══ Entries shown

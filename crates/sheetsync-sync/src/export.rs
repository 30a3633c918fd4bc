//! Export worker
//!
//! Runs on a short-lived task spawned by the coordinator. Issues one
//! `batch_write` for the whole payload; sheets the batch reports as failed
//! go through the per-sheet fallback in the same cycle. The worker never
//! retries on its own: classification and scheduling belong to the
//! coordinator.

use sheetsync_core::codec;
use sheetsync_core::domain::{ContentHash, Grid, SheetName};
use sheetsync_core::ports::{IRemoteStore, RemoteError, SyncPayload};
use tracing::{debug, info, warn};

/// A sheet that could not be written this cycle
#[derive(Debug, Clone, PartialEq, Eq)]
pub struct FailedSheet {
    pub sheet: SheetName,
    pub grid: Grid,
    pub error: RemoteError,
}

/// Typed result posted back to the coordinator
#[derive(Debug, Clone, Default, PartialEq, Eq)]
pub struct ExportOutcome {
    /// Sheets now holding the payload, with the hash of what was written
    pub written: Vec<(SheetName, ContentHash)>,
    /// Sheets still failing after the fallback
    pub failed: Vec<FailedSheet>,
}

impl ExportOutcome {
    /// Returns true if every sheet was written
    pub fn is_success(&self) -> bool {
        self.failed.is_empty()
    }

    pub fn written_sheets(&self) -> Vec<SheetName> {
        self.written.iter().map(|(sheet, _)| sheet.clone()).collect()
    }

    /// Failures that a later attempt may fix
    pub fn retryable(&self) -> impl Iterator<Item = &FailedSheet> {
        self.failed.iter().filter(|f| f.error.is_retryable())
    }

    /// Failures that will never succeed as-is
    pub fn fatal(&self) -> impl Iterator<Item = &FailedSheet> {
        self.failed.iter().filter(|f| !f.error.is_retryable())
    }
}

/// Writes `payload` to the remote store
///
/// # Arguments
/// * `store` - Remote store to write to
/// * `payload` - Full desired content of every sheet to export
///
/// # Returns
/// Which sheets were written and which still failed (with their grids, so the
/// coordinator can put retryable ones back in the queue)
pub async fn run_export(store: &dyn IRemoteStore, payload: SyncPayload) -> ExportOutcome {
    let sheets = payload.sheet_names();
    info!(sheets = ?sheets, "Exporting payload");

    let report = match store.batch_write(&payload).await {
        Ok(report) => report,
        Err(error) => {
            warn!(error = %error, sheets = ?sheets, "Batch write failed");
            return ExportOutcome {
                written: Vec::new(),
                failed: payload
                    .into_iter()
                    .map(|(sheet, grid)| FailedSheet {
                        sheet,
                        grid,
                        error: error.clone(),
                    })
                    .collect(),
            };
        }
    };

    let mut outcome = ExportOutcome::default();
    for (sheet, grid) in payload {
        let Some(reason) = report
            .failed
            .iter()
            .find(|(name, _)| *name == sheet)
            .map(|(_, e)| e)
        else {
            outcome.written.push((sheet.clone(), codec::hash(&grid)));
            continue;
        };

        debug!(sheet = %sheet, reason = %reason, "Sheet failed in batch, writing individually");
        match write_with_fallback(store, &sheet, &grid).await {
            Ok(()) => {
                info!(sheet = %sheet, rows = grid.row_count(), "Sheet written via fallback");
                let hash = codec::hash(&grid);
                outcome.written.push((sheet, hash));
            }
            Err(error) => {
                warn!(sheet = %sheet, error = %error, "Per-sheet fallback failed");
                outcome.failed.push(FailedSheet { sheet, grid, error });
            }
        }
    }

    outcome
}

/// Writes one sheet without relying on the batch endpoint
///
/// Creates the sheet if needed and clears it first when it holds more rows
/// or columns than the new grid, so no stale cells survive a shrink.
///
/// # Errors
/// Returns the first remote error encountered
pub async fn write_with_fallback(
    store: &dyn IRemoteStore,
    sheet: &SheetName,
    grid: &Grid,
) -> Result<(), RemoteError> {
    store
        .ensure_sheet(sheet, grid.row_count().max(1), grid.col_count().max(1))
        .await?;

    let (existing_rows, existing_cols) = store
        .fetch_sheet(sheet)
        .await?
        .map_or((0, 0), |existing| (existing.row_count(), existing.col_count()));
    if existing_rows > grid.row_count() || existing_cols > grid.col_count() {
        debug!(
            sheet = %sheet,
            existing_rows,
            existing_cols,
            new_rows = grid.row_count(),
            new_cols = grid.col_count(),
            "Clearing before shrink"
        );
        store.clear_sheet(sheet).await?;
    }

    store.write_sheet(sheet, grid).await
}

════

Retype all the data, keeping every character the same.

**Result of this exercise:**
filename crates/sheetsync-sync/src/export.rs
repository 30a3633c918fd4bc
//! Export worker
//!
//! Runs on a short-lived task spawned by the coordinator. Issues one
//! `batch_write` for the whole payload; sheets the batch reports as failed
//! go through the per-sheet fallback in the same cycle. The worker never
//! retries on its own: classification and scheduling belong to the
//! coordinator.

use sheetsync_core::codec;
use sheetsync_core::domain::{ContentHash, Grid, SheetName};
use sheetsync_core::ports::{IRemoteStore, RemoteError, SyncPayload};
use tracing::{debug, info, warn};

/// A sheet that could not be written this cycle
#[derive(Debug, Clone, PartialEq, Eq)]
pub struct FailedSheet {
    pub sheet: SheetName,
    pub grid: Grid,
    pub error: RemoteError,
}

/// Typed result posted back to the coordinator
#[derive(Debug, Clone, Default, PartialEq, Eq)]
pub struct ExportOutcome {
    /// Sheets now holding the payload, with the hash of what was written
    pub written: Vec<(SheetName, ContentHash)>,
    /// Sheets still failing after the fallback
    pub failed: Vec<FailedSheet>,
}

impl ExportOutcome {
    /// Returns true if every sheet was written
    pub fn is_success(&self) -> bool {
        self.failed.is_empty()
    }

    pub fn written_sheets(&self) -> Vec<SheetName> {
        self.written.iter().map(|(sheet, _)| sheet.clone()).collect()
    }

    /// Failures that a later attempt may fix
    pub fn retryable(&self) -> impl Iterator<Item = &FailedSheet> {
        self.failed.iter().filter(|f| f.error.is_retryable())
    }

    /// Failures that will never succeed as-is
    pub fn fatal(&self) -> impl Iterator<Item = &FailedSheet> {
        self.failed.iter().filter(|f| !f.error.is_retryable())
    }
}

/// Writes `payload` to the remote store
///
/// # Arguments
/// * `store` - Remote store to write to
/// * `payload` - Full desired content of every sheet to export
///
/// # Returns
/// Which sheets were written and which still failed (with their grids, so the
/// coordinator can put retryable ones back in the queue)
pub async fn run_export(store: &dyn IRemoteStore, payload: SyncPayload) -> ExportOutcome {
    let sheets = payload.sheet_names();
    info!(sheets = ?sheets, "Exporting payload");

    let report = match store.batch_write(&payload).await {
        Ok(report) => report,
        Err(error) => {
            warn!(error = %error, sheets = ?sheets, "Batch write failed");
            return ExportOutcome {
                written: Vec::new(),
                failed: payload
                    .into_iter()
                    .map(|(sheet, grid)| FailedSheet {
                        sheet,
                        grid,
                        error: error.clone(),
                    })
                    .collect(),
            };
        }
    };

    let mut outcome = ExportOutcome::default();
    for (sheet, grid) in payload {
        let Some(reason) = report
            .failed
            .iter()
            .find(|(name, _)| *name == sheet)
            .map(|(_, e)| e)
        else {
            outcome.written.push((sheet.clone(), codec::hash(&grid)));
            continue;
        };

        debug!(sheet = %sheet, reason = %reason, "Sheet failed in batch, writing individually");
        match write_with_fallback(store, &sheet, &grid).await {
            Ok(()) => {
                info!(sheet = %sheet, rows = grid.row_count(), "Sheet written via fallback");
                let hash = codec::hash(&grid);
                outcome.written.push((sheet, hash));
            }
            Err(error) => {
                warn!(sheet = %sheet, error = %error, "Per-sheet fallback failed");
                outcome.failed.push(FailedSheet { sheet, grid, error });
            }
        }
    }

    outcome
}

/// Writes one sheet without relying on the batch endpoint
///
/// Creates the sheet if needed and clears it first when it holds more rows
/// or columns than the new grid, so no stale cells survive a shrink.
///
/// # Errors
/// Returns the first remote error encountered
pub async fn write_with_fallback(
    store: &dyn IRemoteStore,
    sheet: &SheetName,
    grid: &Grid,
) -> Result<(), RemoteError> {
    store
        .ensure_sheet(sheet, grid.row_count().max(1), grid.col_count().max(1))
        .await?;

    let (existing_rows, existing_cols) = store
        .fetch_sheet(sheet)
        .await?
        .map_or((0, 0), |existing| (existing.row_count(), existing.col_count()));
    if existing_rows > grid.row_count() || existing_cols > grid.col_count() {
        debug!(
            sheet = %sheet,
            existing_rows,
            existing_cols,
            new_rows = grid.row_count(),
            new_cols = grid.col_count(),
            "Clearing before shrink"
        );
        store.clear_sheet(sheet).await?;
    }

    store.write_sheet(sheet, grid).await
}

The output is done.